Frozen shoulder (also known as Adhesive Capsulitis) occurs when the soft tissues (capsule) around the shoulder joint become stiff and thickened. The tissues can further become scarred (adhesions), and this is the reason why the shoulder becomes painful and eventually loses its range of motion. One or both shoulders can be affected and although it can happen spontaneously (without any obvious cause), it is usually seen after an injury to the shoulder (fracture, dislocation or sprain) or if there is a period of reduced mobility (e.g after a stroke).



Who could get a Frozen Shoulder?

The short and simple answer is that anyone could get a Frozen Shoulder. However, it is rare for children to experience it. In addition to shoulder injury, some adults have a slightly increased risk of developing a Frozen Shoulder like women over the age of 40 and patients with Diabetes and Thyroid disease.

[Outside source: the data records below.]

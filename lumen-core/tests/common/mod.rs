//! Shared fixtures for integration tests: fake HTTP origins and analyzer wiring.

#![allow(dead_code)]

use std::path::Path;
use std::sync::atomic::{AtomicUsize, Ordering};
use std::sync::Arc;
use std::time::Duration;

use axum::body::Body;
use axum::extract::State;
use axum::http::StatusCode;
use axum::response::{IntoResponse, Response};
use axum::routing::get;
use axum::Router;

use lumen_core::{
    AdvisoryLock, Analyzer, AnalyzerConfig, CacheIndex, CacheIndexConfig, ObjectStore, ResilientTransport,
    Timeouts, VisionModel,
};

pub const IMAGE_BYTES: &[u8] = b"\x89PNG\r\n\x1a\nnot really a picture but good enough for hashing";

/// A model answer that passes validation.
pub const VALID_ANALYSIS: &str = r##"{
    "meta": {"image_quality": "high", "image_type": "photo", "resolution_estimation": null},
    "global_context": {
        "scene_description": "A lighthouse on a rocky shore at dusk",
        "time_of_day": "dusk",
        "weather_atmosphere": "clear",
        "lighting": {"source": "sunset", "direction": "back", "quality": "soft", "color_temp": "warm"}
    },
    "color_palette": {"dominant_hex_estimates": ["#1E3A5F", "#F4A261"], "accent_colors": [], "contrast_level": "medium"},
    "composition": {"camera_angle": "low", "framing": "wide", "depth_of_field": "deep", "focal_point": "lighthouse"},
    "objects": [{
        "id": "obj_1", "label": "lighthouse", "category": "building", "location": "center", "prominence": "primary",
        "visual_attributes": {"color": "white", "texture": null, "material": "stone", "state": "lit", "dimensions_relative": "tall"},
        "micro_details": [], "pose_or_orientation": null, "text_content": null
    }],
    "text_ocr": {"present": false, "content": null},
    "semantic_relationships": ["lighthouse stands on rocks"]
}"##;

/// Same shape, but the required scene description is missing.
pub const MISSING_SCENE: &str = r##"{
    "meta": {"image_quality": "low", "image_type": "photo", "resolution_estimation": null},
    "global_context": {"time_of_day": null, "weather_atmosphere": null,
        "lighting": {"source": null, "direction": null, "quality": null, "color_temp": null}},
    "color_palette": {"dominant_hex_estimates": [], "accent_colors": [], "contrast_level": null},
    "composition": {"camera_angle": null, "framing": null, "depth_of_field": null, "focal_point": null},
    "objects": [],
    "text_ocr": {"present": false, "content": null},
    "semantic_relationships": []
}"##;

/// Serve `router` on an ephemeral local port and return its base URL.
pub async fn spawn_server(router: Router) -> String {
    let listener = tokio::net::TcpListener::bind("127.0.0.1:0").await.unwrap();
    let addr = listener.local_addr().unwrap();
    tokio::spawn(async move {
        axum::serve(listener, router).await.unwrap();
    });
    format!("http://{addr}")
}

#[derive(Clone)]
pub struct Origin {
    pub body: &'static [u8],
    pub hits: Arc<AtomicUsize>,
    /// Answer 503 this many times before serving the body
    pub failures: usize,
    /// Status served once failures are exhausted
    pub status: StatusCode,
}

impl Origin {
    pub fn serving(body: &'static [u8]) -> Self {
        Self {
            body,
            hits: Arc::new(AtomicUsize::new(0)),
            failures: 0,
            status: StatusCode::OK,
        }
    }

    pub fn hits(&self) -> usize {
        self.hits.load(Ordering::SeqCst)
    }
}

async fn serve_origin(State(origin): State<Origin>) -> Response {
    let hit = origin.hits.fetch_add(1, Ordering::SeqCst);
    if hit < origin.failures {
        return (StatusCode::SERVICE_UNAVAILABLE, "try again").into_response();
    }
    if !origin.status.is_success() {
        return (origin.status, "nope").into_response();
    }
    Response::builder()
        .header("content-type", "image/png")
        .body(Body::from(origin.body))
        .unwrap()
}

/// Image origin at `{base}/image.png`. Returns the full image URL.
pub async fn spawn_origin(origin: Origin) -> String {
    let router = Router::new()
        .route("/image.png", get(serve_origin))
        .with_state(origin);
    format!("{}/image.png", spawn_server(router).await)
}

pub fn fast_config(scratch_dir: &Path) -> AnalyzerConfig {
    AnalyzerConfig {
        scratch_dir: scratch_dir.to_path_buf(),
        timeouts: Timeouts {
            fetch: Duration::from_secs(5),
            generation: Duration::from_secs(5),
        },
        fetch_retries: 2,
        retry_delay: Duration::from_millis(10),
        lock_ttl: Duration::from_secs(30),
        poll_interval: Duration::from_millis(20),
    }
}

pub fn analyzer(
    store: Arc<dyn ObjectStore>,
    lock: Arc<dyn AdvisoryLock>,
    model: Arc<dyn VisionModel>,
    config: AnalyzerConfig,
) -> Analyzer {
    Analyzer::new(
        ResilientTransport::new().unwrap(),
        CacheIndex::new(store, CacheIndexConfig::default()),
        lock,
        model,
        config,
    )
}

/// Poll `check` until it holds or `within` elapses.
pub async fn eventually<F, Fut>(within: Duration, mut check: F) -> bool
where
    F: FnMut() -> Fut,
    Fut: std::future::Future<Output = bool>,
{
    let deadline = tokio::time::Instant::now() + within;
    loop {
        if check().await {
            return true;
        }
        if tokio::time::Instant::now() >= deadline {
            return false;
        }
        tokio::time::sleep(Duration::from_millis(10)).await;
    }
}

How is a Frozen Shoulder diagnosed?

The diagnosis is made after a clinician examines your shoulder and takes a detailed history. Usually, it’s quite evident with examination alone and further tests may not be required. The shoulder will typically be painful and tender to touch in the early stages of the condition, but typically stiff with an inability to externally rotate, especially in the later stages. Although not routine, blood tests and x-rays may be requested by your clinician if there is a doubt of any other underlying problems like Osteoarthritis or Rheumatoid Arthritis. Ultrasound has increasingly been shown to be helpful in diagnosing frozen shoulders, although not routinely performed. It can allow the clinician to exclude other causes of painful shoulders.


How is a Frozen Shoulder managed?

Physiotherapy and Time

Over 90% of patients who develop a spontaneous frozen shoulder show near normal improvement within two years without being offered any treatment. Relapses within the same shoulder are uncommon. In rare cases, symptoms can last beyond two years.

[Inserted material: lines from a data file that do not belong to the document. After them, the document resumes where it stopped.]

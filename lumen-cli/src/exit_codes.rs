//! Exit codes following sysexits.h conventions.
//!
//! These codes give scripts a way to tell a bad invocation from an outage
//! or a model that produced garbage.

use lumen_core::hash::ParseContentHashError;
use lumen_core::{LockError, LumenError, StoreError};

/// Successful execution.
pub const SUCCESS: i32 = 0;

/// General error (catch-all, including "nothing cached").
pub const GENERAL_ERROR: i32 = 1;

/// Command line usage error (invalid arguments).
/// Maps to EX_USAGE from sysexits.h.
pub const USAGE_ERROR: i32 = 64;

/// Model output failed validation.
/// Maps to EX_DATAERR from sysexits.h.
pub const DATA_ERROR: i32 = 65;

/// Cannot open input file.
/// Maps to EX_NOINPUT from sysexits.h.
pub const INPUT_ERROR: i32 = 66;

/// Service unavailable (image origin, model provider, lock backend).
/// Maps to EX_UNAVAILABLE from sysexits.h.
pub const UNAVAILABLE: i32 = 69;

/// Local I/O error (scratch storage).
/// Maps to EX_IOERR from sysexits.h.
pub const IO_ERROR: i32 = 74;

/// Timed out generating or waiting for another generation; retry later.
/// Maps to EX_TEMPFAIL from sysexits.h.
pub const TEMP_FAILURE: i32 = 75;

/// Missing or invalid configuration.
/// Maps to EX_CONFIG from sysexits.h.
pub const CONFIG_ERROR: i32 = 78;

/// Interrupted by the user.
pub const INTERRUPTED: i32 = 130;

/// Represents an exit code with optional error context.
pub struct ExitCode {
    pub code: i32,
    pub message: Option<String>,
}

impl ExitCode {
    pub const fn success() -> Self {
        Self {
            code: SUCCESS,
            message: None,
        }
    }

    pub fn from_anyhow(err: &anyhow::Error) -> Self {
        let code = err
            .chain()
            .find_map(classify)
            .unwrap_or(GENERAL_ERROR);

        Self {
            code,
            message: Some(format!("{err:#}")),
        }
    }
}

/// Exit code for the first error in the chain we know how to classify.
fn classify(err: &(dyn std::error::Error + 'static)) -> Option<i32> {
    if let Some(err) = err.downcast_ref::<LumenError>() {
        return Some(match err {
            LumenError::FetchFailed { .. } | LumenError::Generation(_) => UNAVAILABLE,
            LumenError::Cancelled { .. } => INTERRUPTED,
            LumenError::CoalesceTimeout { .. } | LumenError::GenerationTimeout { .. } => TEMP_FAILURE,
            LumenError::Validation(_) => DATA_ERROR,
            LumenError::Io(_) => IO_ERROR,
            LumenError::Config(_) => CONFIG_ERROR,
        });
    }
    if err.downcast_ref::<ParseContentHashError>().is_some() {
        return Some(USAGE_ERROR);
    }
    if err.downcast_ref::<LockError>().is_some() || err.downcast_ref::<StoreError>().is_some() {
        return Some(UNAVAILABLE);
    }
    if let Some(err) = err.downcast_ref::<std::io::Error>() {
        return Some(match err.kind() {
            std::io::ErrorKind::NotFound | std::io::ErrorKind::PermissionDenied => INPUT_ERROR,
            _ => IO_ERROR,
        });
    }
    None
}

First line treatment is usually conservative. Oral painkillers can be very effective in providing pain relief and helping with getting through with your activities of daily living. This could be Paracetamol, Ibuprofen or other anti-inflammatory medications.

Early and effective movement is encouraged, and appropriate physiotherapy is key and is the main treatment option.



Shoulder injection

A steroid injection is a potential treatment option for pain arising from a Frozen Shoulder. This is usually mixed with a local anaesthetic which is given directly into the joint. It can take 24-72 hours for the anti-inflammatory effect of the steroid to start. The local anaesthetic in turn relieves pain from the injection itself and may provide short-term relief until the steroid starts to work. Clinical research suggests the use of both early physiotherapy alongside a steroid injection for effective treatment outcomes.



Shoulder Hydrodilatation

The hydrodilation procedure involves injecting a fluid (usually Normal Saline 0.9%) into the shoulder joint space which subsequently expands breaking up scar tissue and loosening the joint. Ultrasound Imaging helps guide the injection to increase accuracy.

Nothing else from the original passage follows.